José Augusto de Castro, presidente da Associação de Comércio Exterior (AEB), diz que a entidade é a favor do acordo, mas acredita que houve mudança intensa nas relações comerciais nos últimos anos e a incerteza pode ser intensificada pela política prometida pelo presidente eleito dos EUA, Donald Trump. Para Castro, o cenário tem atualmente mais fatores negativos que positivos para a assinatura do acordo Mercosul-UE.
Para Lia Valls, professora da Universidade do Estado do Rio de Janeiro (Uerj), os receios em relação ao governo Trump podem atuar de outra forma. A favor da assinatura do acordo está a busca dos europeus por fortalecimento da multipolaridade frente a Trump e a China, que vem ganhando espaço nos mercados sul-americanos. Mas a França, observa, é voz importante dentro da União Europeia e não está sozinha.
“A agricultura é uma força muito grande no eleitorado francês e Macron tem sofrido com o grau de aprovação de seu mandato pelos franceses”, comenta Valls. “A assinatura do acordo vai depender basicamente de outros países que estão na Europa, de até que ponto querem comprar essa briga ou não com a França. E depende muito mais de avaliação política da importância desse acordo no momento atual.”
Eduardo Menicucci, professor da Fundação Dom Cabral, acredita que a tendência é que os países optem menos por tratados em blocos e mais por acordos bilaterais, o que pode ser “mais eficaz”.
Para Welber Barral, sócio da BMJ e ex-secretário de Comércio Exterior, a manifestação do Carrefour tem duas análises para serem feitas. “A primeira é que o Carrefour da França está jogando para seus fornecedores e consumidores locais. É uma ação publicitária para eles. O segundo ponto é que há risco concreto que já existe em vários outros produtos, que é a ideia de criar padrões privados. E isso acaba burocratizando a exportação brasileira para esse tipo de cliente.” Como padrões privados, explica Barral, pode haver exigência de redes varejistas francesas para que o exportador brasileiro de carne tenha um selo que diga que ele cuida de questões sanitárias, de questões sociais, do meio ambiente, da emissão de carbono, por exemplo. Para Barral, a medida do Carrefour é “parte do jogo” na negociação do acordo.
Histórico
Na quarta, 20, o presidente global do Carrefour, Alexandre Bompard, declarou que a rede de supermercados decidiu excluir as carnes de países do Mercosul de seu portfólio de produtos na França.
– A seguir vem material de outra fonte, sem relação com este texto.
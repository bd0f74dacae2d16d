//! Observable events
//!
//! Events are explicit and typed. Each has a fixed name and severity.

use std::fmt;

use super::logger::Severity;

/// Observable events in query processing
#[derive(Debug, Clone, Copy, PartialEq, Eq)]
pub enum Event {
    // Configuration
    /// Configuration loaded
    ConfigLoaded,
    /// Dataset loaded into the in-memory datastore
    DatasetLoaded,

    // Compilation
    /// Query compiled to a plan
    QueryCompiled,
    /// Query rejected at compile time
    QueryRejected,
    /// Plan falls back to client-side evaluation
    InMemoryFallback,

    // Execution
    /// Plan executed to completion
    QueryExecuted,
    /// Backend fault surfaced while executing
    BackendFault,
    /// Bulk delete finished
    BulkDelete,
}

impl Event {
    pub fn as_str(&self) -> &'static str {
        match self {
            Event::ConfigLoaded => "CONFIG_LOADED",
            Event::DatasetLoaded => "DATASET_LOADED",
            Event::QueryCompiled => "QUERY_COMPILED",
            Event::QueryRejected => "QUERY_REJECTED",
            Event::InMemoryFallback => "IN_MEMORY_FALLBACK",
            Event::QueryExecuted => "QUERY_EXECUTED",
            Event::BackendFault => "BACKEND_FAULT",
            Event::BulkDelete => "BULK_DELETE",
        }
    }

    pub fn severity(&self) -> Severity {
        match self {
            Event::QueryRejected | Event::InMemoryFallback => Severity::Warn,
            Event::BackendFault => Severity::Error,
            _ => Severity::Info,
        }
    }
}

impl fmt::Display for Event {
    fn fmt(&self, f: &mut fmt::Formatter<'_>) -> fmt::Result {
        write!(f, "{}", self.as_str())
    }
}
Nesta quinta-feira, a mídia europeia publicou que o grupo Les Mousquetaires, dono das redes Intermarché e Netto, aderiu ao boicote.
Desde a semana passada, fazendeiros em seus tratores têm bloqueado estradas de acesso ao porto de Bordeaux, que liga a cidade ao Atlântico pelo rio Garonne, disse à Reuters Jose Perez, representante do sindicato trabalhista Coordination Rurale. Para muitos produtores franceses, o porto, que também inclui um terminal de grãos, representa a entrada de produtos com concorrência desleal, por não estarem sujeitos à mesma regulamentação interna. Segundo a rádio RMC, pelo menos 85 pontos de manifestação foram contabilizados na França, na segunda.
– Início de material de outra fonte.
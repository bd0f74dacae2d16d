//! Backend fault translation
//!
//! Every backend fault surfacing through a wrapped call or iterator is:
//!
//! 1. classified once into a [`FaultClass`]
//! 2. reported to the registered [`FaultObserver`], exactly once
//! 3. re-raised through the active [`ErrorConvention`]
//!
//! Nothing is retried or suppressed here. The caller-facing error keeps the
//! native fault two levels down its source chain:
//! `QueryError` -> [`ClassifiedFault`] -> [`BackendFault`].

use std::fmt;
use std::sync::Arc;

use serde::{Deserialize, Serialize};
use thiserror::Error;

use crate::datastore::BackendFault;
use crate::error::{DatastoreError, PersistenceError, QueryError};

/// Closed classification of backend faults
#[derive(Debug, Clone, Copy, PartialEq, Eq, Hash)]
pub enum FaultClass {
    Timeout,
    BackendFailure,
    UserError,
    Unknown,
}

impl FaultClass {
    pub fn of(fault: &BackendFault) -> FaultClass {
        match fault {
            BackendFault::Timeout(_) => FaultClass::Timeout,
            BackendFault::InternalFailure(_) => FaultClass::BackendFailure,
            BackendFault::BadRequest(_) => FaultClass::UserError,
            BackendFault::Other(_) => FaultClass::Unknown,
        }
    }

    pub fn as_str(&self) -> &'static str {
        match self {
            FaultClass::Timeout => "timeout",
            FaultClass::BackendFailure => "backend_failure",
            FaultClass::UserError => "user_error",
            FaultClass::Unknown => "unknown",
        }
    }
}

impl fmt::Display for FaultClass {
    fn fmt(&self, f: &mut fmt::Formatter<'_>) -> fmt::Result {
        write!(f, "{}", self.as_str())
    }
}

/// Intermediate wrapper: the native fault plus its class
#[derive(Debug, Clone, PartialEq, Eq, Error)]
#[error("datastore {class} fault")]
pub struct ClassifiedFault {
    pub class: FaultClass,
    #[source]
    pub fault: BackendFault,
}

impl ClassifiedFault {
    pub fn new(fault: BackendFault) -> Self {
        Self {
            class: FaultClass::of(&fault),
            fault,
        }
    }
}

/// Telemetry hook notified once per translated fault
pub trait FaultObserver {
    fn on_fault(&self, class: FaultClass, fault: &BackendFault);
}

/// Caller-facing error family
#[derive(Debug, Clone, Copy, PartialEq, Eq, Default, Serialize, Deserialize)]
#[serde(rename_all = "lowercase")]
pub enum ErrorConvention {
    /// [`DatastoreError`] family
    #[default]
    Datastore,
    /// [`PersistenceError`] family
    Persistence,
}

impl ErrorConvention {
    /// Wraps a classified fault in this convention's error family
    pub fn present(&self, classified: ClassifiedFault) -> QueryError {
        match self {
            ErrorConvention::Datastore => {
                let err = match classified.class {
                    FaultClass::Timeout => DatastoreError::Timeout(classified),
                    FaultClass::BackendFailure => DatastoreError::Failure(classified),
                    FaultClass::UserError => DatastoreError::BadRequest(classified),
                    FaultClass::Unknown => DatastoreError::Unknown(classified),
                };
                QueryError::Datastore(err)
            }
            ErrorConvention::Persistence => {
                let err = match classified.class {
                    FaultClass::Timeout => PersistenceError::QueryTimeout(classified),
                    FaultClass::BackendFailure => PersistenceError::DataStoreFailure(classified),
                    FaultClass::UserError => PersistenceError::User(classified),
                    FaultClass::Unknown => PersistenceError::Unknown(classified),
                };
                QueryError::Persistence(err)
            }
        }
    }
}

/// Classifies, observes and re-wraps backend faults
#[derive(Clone, Default)]
pub struct FaultTranslator {
    convention: ErrorConvention,
    observer: Option<Arc<dyn FaultObserver>>,
}

impl fmt::Debug for FaultTranslator {
    fn fmt(&self, f: &mut fmt::Formatter<'_>) -> fmt::Result {
        f.debug_struct("FaultTranslator")
            .field("convention", &self.convention)
            .field("observed", &self.observer.is_some())
            .finish()
    }
}

impl FaultTranslator {
    pub fn new(convention: ErrorConvention) -> Self {
        Self {
            convention,
            observer: None,
        }
    }

    pub fn with_observer(mut self, observer: Arc<dyn FaultObserver>) -> Self {
        self.observer = Some(observer);
        self
    }

    pub fn convention(&self) -> ErrorConvention {
        self.convention
    }

    pub fn translate(&self, fault: BackendFault) -> QueryError {
        let classified = ClassifiedFault::new(fault);
        if let Some(observer) = &self.observer {
            observer.on_fault(classified.class, &classified.fault);
        }
        self.convention.present(classified)
    }

    /// Translates the error of a single datastore call
    pub fn call<T>(&self, result: Result<T, BackendFault>) -> Result<T, QueryError> {
        result.map_err(|fault| self.translate(fault))
    }

    /// Wraps a fallible stream so every fault is translated on pull
    pub fn wrap<I>(&self, inner: I) -> Translated<I> {
        Translated {
            inner,
            translator: self.clone(),
        }
    }
}

/// Iterator adapter produced by [`FaultTranslator::wrap`]
pub struct Translated<I> {
    inner: I,
    translator: FaultTranslator,
}

impl<T, I> Iterator for Translated<I>
where
    I: Iterator<Item = Result<T, BackendFault>>,
{
    type Item = Result<T, QueryError>;

    fn next(&mut self) -> Option<Self::Item> {
        match self.inner.next()? {
            Ok(item) => Some(Ok(item)),
            Err(fault) => Some(Err(self.translator.translate(fault))),
        }
    }
}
Na segunda-feira, 18, o EuroCommerce, que faz lobby para supermercados europeus, afirmou em comunicado ser parte de 78 federações profissionais que assinam um apelo para “acelerar a conclusão das negociações do acordo de livre-comércio UE-Mercosul”, argumentando que este poderia “contribuir para mitigar os desafios impostos pela instabilidade geopolítica e pelas perturbações na cadeia de suprimentos”.
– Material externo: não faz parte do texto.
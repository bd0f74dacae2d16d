//! Datastore collaborator
//!
//! The ordered key-value datastore the planner compiles for. Only the
//! contract lives here, plus an in-memory implementation used by the CLI
//! and by tests.
//!
//! Every call carries the caller's [`QueryConfig`] unchanged and fails with
//! a [`BackendFault`]. Query dispatch returns immediately; records are
//! produced as the returned stream is pulled, and a fault may surface on
//! any pull.

mod errors;
mod memory;

pub use errors::{BackendFault, DatastoreResult};
pub use memory::{FaultPoint, MemoryDatastore};

use crate::config::QueryConfig;
use crate::model::{Key, Record};
use crate::planner::NativeQuery;

/// Record stream of one dispatched native query
pub type QueryStream<'a> = Box<dyn Iterator<Item = DatastoreResult<Record>> + 'a>;

/// Ordered key-value datastore
pub trait Datastore {
    /// Dispatches a native query
    fn run_query(&self, query: &NativeQuery, config: &QueryConfig) -> DatastoreResult<QueryStream<'_>>;

    /// Looks up records by key, in key order given, skipping missing keys
    fn batch_get(&self, keys: &[Key], config: &QueryConfig) -> DatastoreResult<Vec<Record>>;

    /// Counts the results of a native query, honoring its offset and limit
    fn count(&self, query: &NativeQuery, config: &QueryConfig) -> DatastoreResult<u64> {
        let mut keys_only = query.clone();
        keys_only.keys_only = true;
        keys_only.projection.clear();

        let mut count = 0;
        for record in self.run_query(&keys_only, config)? {
            record?;
            count += 1;
        }
        Ok(count)
    }

    /// Deletes records by key, returning how many existed
    fn delete(&self, keys: &[Key], config: &QueryConfig) -> DatastoreResult<u64>;
}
A Federação de Associações Rurais do Mercosul (FARM), que reúne entidades de produtores de países como Argentina, Brasil, Uruguai, Paraguai, Chile, Colômbia e Bolívia, divulgou nota em que classifica a decisão do Carrefour como “arbitrária, protecionista e equivocada”, afirmando que ela prejudica os países do Mercosul e desconsidera os altos padrões de sustentabilidade e qualidade da produção da região.